# [BRIEF]
From the material that follows, please give the number of lines containing the string "sent", and that number alone.

# [RECORDS FOR THIS EXERCISE]
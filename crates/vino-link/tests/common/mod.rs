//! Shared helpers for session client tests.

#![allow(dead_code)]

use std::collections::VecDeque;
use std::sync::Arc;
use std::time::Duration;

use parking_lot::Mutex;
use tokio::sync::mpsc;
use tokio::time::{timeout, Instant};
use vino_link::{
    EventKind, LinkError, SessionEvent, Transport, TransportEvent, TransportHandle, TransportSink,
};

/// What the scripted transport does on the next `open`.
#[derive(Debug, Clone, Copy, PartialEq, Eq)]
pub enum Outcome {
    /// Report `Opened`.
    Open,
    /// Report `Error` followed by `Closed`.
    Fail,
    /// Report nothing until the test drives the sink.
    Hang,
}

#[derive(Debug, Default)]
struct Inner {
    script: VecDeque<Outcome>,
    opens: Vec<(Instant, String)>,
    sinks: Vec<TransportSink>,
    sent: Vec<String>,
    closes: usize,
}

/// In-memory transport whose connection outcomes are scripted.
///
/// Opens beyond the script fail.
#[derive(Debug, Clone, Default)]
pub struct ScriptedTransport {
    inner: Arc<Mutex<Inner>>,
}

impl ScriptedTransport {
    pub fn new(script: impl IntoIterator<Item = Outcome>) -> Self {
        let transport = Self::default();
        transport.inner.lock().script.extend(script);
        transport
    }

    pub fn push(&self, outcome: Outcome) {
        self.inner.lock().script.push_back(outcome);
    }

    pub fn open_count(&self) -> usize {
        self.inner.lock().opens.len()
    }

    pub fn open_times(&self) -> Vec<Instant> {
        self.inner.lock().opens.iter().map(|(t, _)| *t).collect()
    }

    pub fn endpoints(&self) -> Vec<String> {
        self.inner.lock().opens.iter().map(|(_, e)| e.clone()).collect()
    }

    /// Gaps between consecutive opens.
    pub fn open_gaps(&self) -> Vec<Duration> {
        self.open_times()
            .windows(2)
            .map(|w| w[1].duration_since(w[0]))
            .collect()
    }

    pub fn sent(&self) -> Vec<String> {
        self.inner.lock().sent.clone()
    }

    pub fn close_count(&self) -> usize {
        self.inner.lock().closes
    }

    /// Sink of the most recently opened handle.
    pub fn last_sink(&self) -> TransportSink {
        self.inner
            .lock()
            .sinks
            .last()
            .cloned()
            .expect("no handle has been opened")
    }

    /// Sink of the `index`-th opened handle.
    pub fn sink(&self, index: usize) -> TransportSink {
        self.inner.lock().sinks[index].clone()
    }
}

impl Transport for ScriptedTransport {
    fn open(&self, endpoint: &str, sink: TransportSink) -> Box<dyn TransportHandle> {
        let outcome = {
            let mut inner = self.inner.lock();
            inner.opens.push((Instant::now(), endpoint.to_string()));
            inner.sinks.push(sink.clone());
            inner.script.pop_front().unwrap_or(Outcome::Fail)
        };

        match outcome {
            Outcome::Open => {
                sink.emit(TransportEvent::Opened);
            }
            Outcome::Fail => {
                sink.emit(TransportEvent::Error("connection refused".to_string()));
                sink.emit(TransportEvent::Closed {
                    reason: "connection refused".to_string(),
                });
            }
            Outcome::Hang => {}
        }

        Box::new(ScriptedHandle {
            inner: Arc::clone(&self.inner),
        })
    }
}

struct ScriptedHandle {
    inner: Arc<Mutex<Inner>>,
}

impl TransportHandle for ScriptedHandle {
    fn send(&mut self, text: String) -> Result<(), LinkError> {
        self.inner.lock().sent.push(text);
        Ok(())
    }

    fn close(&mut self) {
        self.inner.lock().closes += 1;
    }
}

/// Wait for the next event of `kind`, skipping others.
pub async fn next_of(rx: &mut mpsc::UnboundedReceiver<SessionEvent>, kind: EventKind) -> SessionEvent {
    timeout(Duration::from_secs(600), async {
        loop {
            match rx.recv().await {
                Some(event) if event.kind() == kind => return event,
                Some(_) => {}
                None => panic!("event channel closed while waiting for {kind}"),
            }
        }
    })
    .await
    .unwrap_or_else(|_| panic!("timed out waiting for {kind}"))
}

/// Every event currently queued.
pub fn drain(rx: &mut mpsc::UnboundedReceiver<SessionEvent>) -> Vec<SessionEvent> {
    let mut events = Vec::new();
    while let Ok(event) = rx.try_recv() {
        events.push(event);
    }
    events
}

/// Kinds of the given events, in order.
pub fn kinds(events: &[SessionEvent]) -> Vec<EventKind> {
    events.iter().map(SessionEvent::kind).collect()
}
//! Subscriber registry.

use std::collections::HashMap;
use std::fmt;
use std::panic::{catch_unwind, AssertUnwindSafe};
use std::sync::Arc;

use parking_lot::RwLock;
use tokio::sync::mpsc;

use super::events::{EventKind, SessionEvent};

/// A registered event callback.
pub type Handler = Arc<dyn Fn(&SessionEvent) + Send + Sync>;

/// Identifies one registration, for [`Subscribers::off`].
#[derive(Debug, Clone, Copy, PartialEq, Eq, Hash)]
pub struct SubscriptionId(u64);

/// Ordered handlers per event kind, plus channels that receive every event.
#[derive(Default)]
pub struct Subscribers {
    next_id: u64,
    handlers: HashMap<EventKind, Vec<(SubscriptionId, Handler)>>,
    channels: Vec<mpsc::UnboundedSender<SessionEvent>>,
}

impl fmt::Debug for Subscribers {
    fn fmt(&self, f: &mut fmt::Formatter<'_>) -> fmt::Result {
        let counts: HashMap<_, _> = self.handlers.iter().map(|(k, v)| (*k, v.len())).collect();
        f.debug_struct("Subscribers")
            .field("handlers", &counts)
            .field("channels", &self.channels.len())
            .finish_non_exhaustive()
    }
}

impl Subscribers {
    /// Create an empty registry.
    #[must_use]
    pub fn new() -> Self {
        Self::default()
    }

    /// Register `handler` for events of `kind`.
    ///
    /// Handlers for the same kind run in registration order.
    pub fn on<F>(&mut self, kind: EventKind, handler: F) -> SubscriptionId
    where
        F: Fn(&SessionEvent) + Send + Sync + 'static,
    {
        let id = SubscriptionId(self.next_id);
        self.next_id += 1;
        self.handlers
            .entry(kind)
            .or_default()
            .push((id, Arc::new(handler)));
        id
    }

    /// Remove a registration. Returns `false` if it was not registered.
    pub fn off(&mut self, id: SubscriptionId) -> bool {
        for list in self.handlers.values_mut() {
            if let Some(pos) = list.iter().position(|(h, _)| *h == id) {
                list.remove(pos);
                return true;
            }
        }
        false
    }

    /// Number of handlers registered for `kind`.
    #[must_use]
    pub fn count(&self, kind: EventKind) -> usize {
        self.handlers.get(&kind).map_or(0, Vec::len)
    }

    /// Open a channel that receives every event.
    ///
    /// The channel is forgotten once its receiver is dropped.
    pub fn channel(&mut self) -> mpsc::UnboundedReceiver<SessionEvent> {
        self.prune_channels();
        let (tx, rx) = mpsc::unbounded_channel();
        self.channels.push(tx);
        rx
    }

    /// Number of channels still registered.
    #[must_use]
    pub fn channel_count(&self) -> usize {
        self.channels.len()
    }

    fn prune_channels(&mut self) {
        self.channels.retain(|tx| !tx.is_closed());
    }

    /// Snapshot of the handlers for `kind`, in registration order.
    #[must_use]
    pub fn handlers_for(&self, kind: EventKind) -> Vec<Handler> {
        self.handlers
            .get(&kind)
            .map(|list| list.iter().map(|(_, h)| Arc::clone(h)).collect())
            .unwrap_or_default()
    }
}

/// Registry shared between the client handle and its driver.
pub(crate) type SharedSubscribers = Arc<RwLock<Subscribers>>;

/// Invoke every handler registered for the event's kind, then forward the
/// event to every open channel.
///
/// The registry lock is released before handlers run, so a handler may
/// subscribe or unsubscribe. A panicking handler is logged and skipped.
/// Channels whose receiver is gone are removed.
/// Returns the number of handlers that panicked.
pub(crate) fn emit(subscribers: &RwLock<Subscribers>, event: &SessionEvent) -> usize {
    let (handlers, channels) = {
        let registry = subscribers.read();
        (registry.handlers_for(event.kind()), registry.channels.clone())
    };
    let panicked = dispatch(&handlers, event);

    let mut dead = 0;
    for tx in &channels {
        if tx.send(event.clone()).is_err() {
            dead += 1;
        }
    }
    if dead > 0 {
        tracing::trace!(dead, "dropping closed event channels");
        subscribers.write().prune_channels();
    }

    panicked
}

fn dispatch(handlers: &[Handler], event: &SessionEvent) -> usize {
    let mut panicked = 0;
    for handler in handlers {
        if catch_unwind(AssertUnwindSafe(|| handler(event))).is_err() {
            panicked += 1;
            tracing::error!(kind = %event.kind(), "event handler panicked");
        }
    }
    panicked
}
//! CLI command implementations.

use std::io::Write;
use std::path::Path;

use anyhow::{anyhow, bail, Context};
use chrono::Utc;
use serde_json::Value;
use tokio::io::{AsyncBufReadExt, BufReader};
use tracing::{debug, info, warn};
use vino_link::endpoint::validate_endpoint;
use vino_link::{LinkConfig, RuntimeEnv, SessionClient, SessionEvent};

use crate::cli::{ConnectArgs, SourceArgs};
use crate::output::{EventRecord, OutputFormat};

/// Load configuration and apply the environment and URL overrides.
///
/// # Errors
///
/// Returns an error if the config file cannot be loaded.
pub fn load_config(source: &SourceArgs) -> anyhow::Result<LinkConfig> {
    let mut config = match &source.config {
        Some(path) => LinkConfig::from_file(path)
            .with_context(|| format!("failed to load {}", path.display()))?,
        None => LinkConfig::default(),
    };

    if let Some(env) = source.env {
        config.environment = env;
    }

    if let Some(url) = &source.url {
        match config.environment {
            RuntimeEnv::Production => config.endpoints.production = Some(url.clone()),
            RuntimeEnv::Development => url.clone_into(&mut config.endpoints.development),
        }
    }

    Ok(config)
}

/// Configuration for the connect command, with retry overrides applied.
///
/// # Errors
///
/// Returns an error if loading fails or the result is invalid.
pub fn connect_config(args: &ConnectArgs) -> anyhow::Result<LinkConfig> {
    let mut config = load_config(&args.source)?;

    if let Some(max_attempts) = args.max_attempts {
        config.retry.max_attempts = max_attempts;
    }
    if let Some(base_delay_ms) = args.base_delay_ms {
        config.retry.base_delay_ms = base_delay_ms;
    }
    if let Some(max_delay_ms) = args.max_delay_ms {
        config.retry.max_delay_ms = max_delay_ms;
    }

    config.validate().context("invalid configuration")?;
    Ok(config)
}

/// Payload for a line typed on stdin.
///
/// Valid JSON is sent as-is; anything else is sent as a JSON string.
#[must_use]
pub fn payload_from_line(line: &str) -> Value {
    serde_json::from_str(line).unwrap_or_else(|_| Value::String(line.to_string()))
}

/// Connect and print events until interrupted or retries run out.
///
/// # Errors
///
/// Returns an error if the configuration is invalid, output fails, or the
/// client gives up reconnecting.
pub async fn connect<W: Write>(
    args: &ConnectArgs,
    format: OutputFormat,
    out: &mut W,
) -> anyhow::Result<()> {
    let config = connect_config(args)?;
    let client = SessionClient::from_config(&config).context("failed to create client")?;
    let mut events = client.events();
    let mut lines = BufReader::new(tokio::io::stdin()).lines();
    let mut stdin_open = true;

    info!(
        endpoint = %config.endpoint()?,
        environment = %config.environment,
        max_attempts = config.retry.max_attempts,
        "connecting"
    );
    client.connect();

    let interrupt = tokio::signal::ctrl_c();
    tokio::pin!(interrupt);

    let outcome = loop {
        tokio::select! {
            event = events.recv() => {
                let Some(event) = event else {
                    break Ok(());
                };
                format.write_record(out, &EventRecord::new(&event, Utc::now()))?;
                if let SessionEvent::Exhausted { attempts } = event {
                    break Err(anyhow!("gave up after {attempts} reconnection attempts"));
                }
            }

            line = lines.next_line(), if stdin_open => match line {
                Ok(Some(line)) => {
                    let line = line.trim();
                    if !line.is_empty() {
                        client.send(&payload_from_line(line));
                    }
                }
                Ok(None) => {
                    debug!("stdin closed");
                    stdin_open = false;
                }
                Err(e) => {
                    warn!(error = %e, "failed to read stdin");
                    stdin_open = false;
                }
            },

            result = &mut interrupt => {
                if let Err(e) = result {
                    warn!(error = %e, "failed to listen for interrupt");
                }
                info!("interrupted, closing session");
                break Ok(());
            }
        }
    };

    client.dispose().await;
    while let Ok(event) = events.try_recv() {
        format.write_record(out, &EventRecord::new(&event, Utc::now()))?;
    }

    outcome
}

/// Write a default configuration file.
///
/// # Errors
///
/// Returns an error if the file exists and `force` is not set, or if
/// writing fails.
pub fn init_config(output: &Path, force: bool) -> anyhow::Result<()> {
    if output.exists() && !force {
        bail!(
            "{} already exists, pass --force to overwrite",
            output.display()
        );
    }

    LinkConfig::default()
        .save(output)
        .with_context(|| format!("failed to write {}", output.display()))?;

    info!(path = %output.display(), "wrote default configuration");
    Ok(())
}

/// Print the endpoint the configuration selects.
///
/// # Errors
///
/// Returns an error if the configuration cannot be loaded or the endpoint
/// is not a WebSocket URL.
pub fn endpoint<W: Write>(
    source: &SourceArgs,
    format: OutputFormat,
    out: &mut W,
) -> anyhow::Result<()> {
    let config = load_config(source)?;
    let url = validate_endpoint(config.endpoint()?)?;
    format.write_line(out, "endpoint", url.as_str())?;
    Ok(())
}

# [SOLUTION FOR THIS EXERCISE]
5